◆ Task prompt
Which lines of the listing hold the string "Hoister"? Show each of them.

◆ Input for this task
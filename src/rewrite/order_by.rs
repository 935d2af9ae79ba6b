//! Ordering repair: hoists orderings to the select that delivers rows,
//! realizes pending direction flips, and drops orderings that SQL does not
//! guarantee to preserve.
//!
//! An ordering inside a subquery means nothing to the enclosing query unless
//! paging depends on it, so orderings travel up through wrapper chains and
//! are cleared in positions (join sides, existence probes) where they could
//! only mislead.

use crate::ast::expr::{Expr, OrderExpr, SortOrder};
use crate::ast::projector::Projection;
use crate::ast::query::{Select, Source};
use crate::ast::visit::{self, Rewriter};

pub fn run(projection: Projection) -> Projection {
    let hoisted = Hoister.apply(projection);
    Scrubber.apply(hoisted)
}

struct Hoister;

impl Rewriter for Hoister {
    fn rewrite_select(&mut self, select: &Select) -> Option<Select> {
        let walked = visit::walk_select(self, select);
        let mut out = walked.clone().unwrap_or_else(|| select.clone());
        let mut changed = false;
        if hoist(&mut out) {
            changed = true;
        }
        if out.reverse {
            for o in &mut out.order_by {
                o.order = o.order.flipped();
            }
            out.reverse = false;
            changed = true;
        }
        if changed {
            Some(out)
        } else {
            walked
        }
    }
}

/// Pull the inner select's ordering up into `outer` when row order still
/// means the same thing there.
fn hoist(outer: &mut Select) -> bool {
    if !outer.order_by.is_empty() || !outer.group_by.is_empty() || outer.distinct {
        return false;
    }
    let inner = match &mut outer.from {
        Some(Source::Select(inner)) => inner,
        _ => return false,
    };
    if inner.order_by.is_empty() {
        return false;
    }
    // Paging inside consumes its ordering; copy it upward, don't move it.
    let keep_inner = inner.skip.is_some() || inner.take.is_some();
    let mut hoisted = Vec::with_capacity(inner.order_by.len());
    for o in &inner.order_by.clone() {
        let name = inner.declare("ord", o.expr.clone());
        let ty = o.expr.sql_type();
        hoisted.push(OrderExpr {
            expr: Expr::Column(crate::ast::ColumnRef::new(inner.alias, name, ty)),
            order: o.order,
        });
    }
    if !keep_inner {
        inner.order_by.clear();
    }
    outer.order_by = hoisted;
    true
}

/// Clears orderings in positions where they cannot influence results.
struct Scrubber;

impl Scrubber {
    fn scrub(&mut self, select: &Select) -> Option<Select> {
        let walked = visit::walk_select(self, select);
        let current = walked.as_ref().unwrap_or(select);
        if current.order_by.is_empty() || current.skip.is_some() || current.take.is_some() {
            return walked;
        }
        let mut out = current.clone();
        out.order_by.clear();
        Some(out)
    }
}

impl Rewriter for Scrubber {
    fn rewrite_expr(&mut self, expr: &Expr) -> Option<Expr> {
        match expr {
            Expr::Exists(select) => self.scrub(select).map(|s| Expr::Exists(Box::new(s))),
            Expr::Scalar(select) => self.scrub(select).map(|s| Expr::Scalar(Box::new(s))),
            _ => visit::walk_expr(self, expr),
        }
    }

    fn rewrite_source(&mut self, source: &Source) -> Option<Source> {
        match source {
            Source::Join(join) => {
                let left = self.rewrite_join_side(&join.left);
                let right = self.rewrite_join_side(&join.right);
                let condition =
                    visit::rewrite_opt(&join.condition, |c| self.rewrite_expr(c));
                if left.is_none() && right.is_none() && condition.is_none() {
                    return None;
                }
                Some(Source::Join(Box::new(crate::ast::Join {
                    kind: join.kind,
                    left: left.unwrap_or_else(|| join.left.clone()),
                    right: right.unwrap_or_else(|| join.right.clone()),
                    condition: condition.unwrap_or_else(|| join.condition.clone()),
                })))
            }
            _ => visit::walk_source(self, source),
        }
    }
}

impl Scrubber {
    fn rewrite_join_side(&mut self, side: &Source) -> Option<Source> {
        match side {
            Source::Select(select) => self.scrub(select).map(|s| Source::Select(Box::new(s))),
            other => self.rewrite_source(other),
        }
    }
}

#[cfg(test)]
mod tests {
    use super::*;
    use crate::ast::expr::ColumnRef;
    use crate::ast::projector::Projector;
    use crate::ast::query::{ColumnDecl, TableSource};
    use crate::ast::AliasGenerator;
    use crate::types::SqlType;

    fn ordered_inner(aliases: &mut AliasGenerator) -> Select {
        let table = aliases.fresh();
        let mut select = Select::new(aliases.fresh());
        select.from = Some(Source::Table(TableSource {
            alias: table,
            name: "orders".into(),
        }));
        select.columns.push(ColumnDecl::new(
            "total",
            Expr::Column(ColumnRef::new(table, "total", SqlType::Decimal)),
        ));
        select.order_by.push(OrderExpr {
            expr: Expr::Column(ColumnRef::new(table, "total", SqlType::Decimal)),
            order: SortOrder::Asc,
        });
        select
    }

    #[test]
    fn test_ordering_hoists_through_wrapper() {
        let mut aliases = AliasGenerator::new();
        let inner = ordered_inner(&mut aliases);
        let inner_alias = inner.alias;
        let mut outer = Select::new(aliases.fresh());
        let outer_alias = outer.alias;
        outer.columns.push(ColumnDecl::new(
            "total",
            Expr::Column(ColumnRef::new(inner_alias, "total", SqlType::Decimal)),
        ));
        outer.from = Some(Source::Select(Box::new(inner)));
        let projector = Projector::Expr(Expr::Column(ColumnRef::new(
            outer_alias,
            "total",
            SqlType::Decimal,
        )));
        let out = run(Projection::new(outer, projector));
        assert_eq!(out.select.order_by.len(), 1);
        match &out.select.from {
            Some(Source::Select(inner)) => assert!(inner.order_by.is_empty()),
            other => panic!("unexpected from {:?}", other),
        }
    }

    #[test]
    fn test_reverse_flips_hoisted_ordering() {
        let mut aliases = AliasGenerator::new();
        let inner = ordered_inner(&mut aliases);
        let inner_alias = inner.alias;
        let mut outer = Select::new(aliases.fresh());
        outer.reverse = true;
        outer.columns.push(ColumnDecl::new(
            "total",
            Expr::Column(ColumnRef::new(inner_alias, "total", SqlType::Decimal)),
        ));
        let outer_alias = outer.alias;
        outer.from = Some(Source::Select(Box::new(inner)));
        let projector = Projector::Expr(Expr::Column(ColumnRef::new(
            outer_alias,
            "total",
            SqlType::Decimal,
        )));
        let out = run(Projection::new(outer, projector));
        assert!(!out.select.reverse);
        assert_eq!(out.select.order_by[0].order, SortOrder::Desc);
    }
}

◆ Solution for this task
    let hoisted = Hoister.apply(projection);
struct Hoister;
impl Rewriter for Hoister {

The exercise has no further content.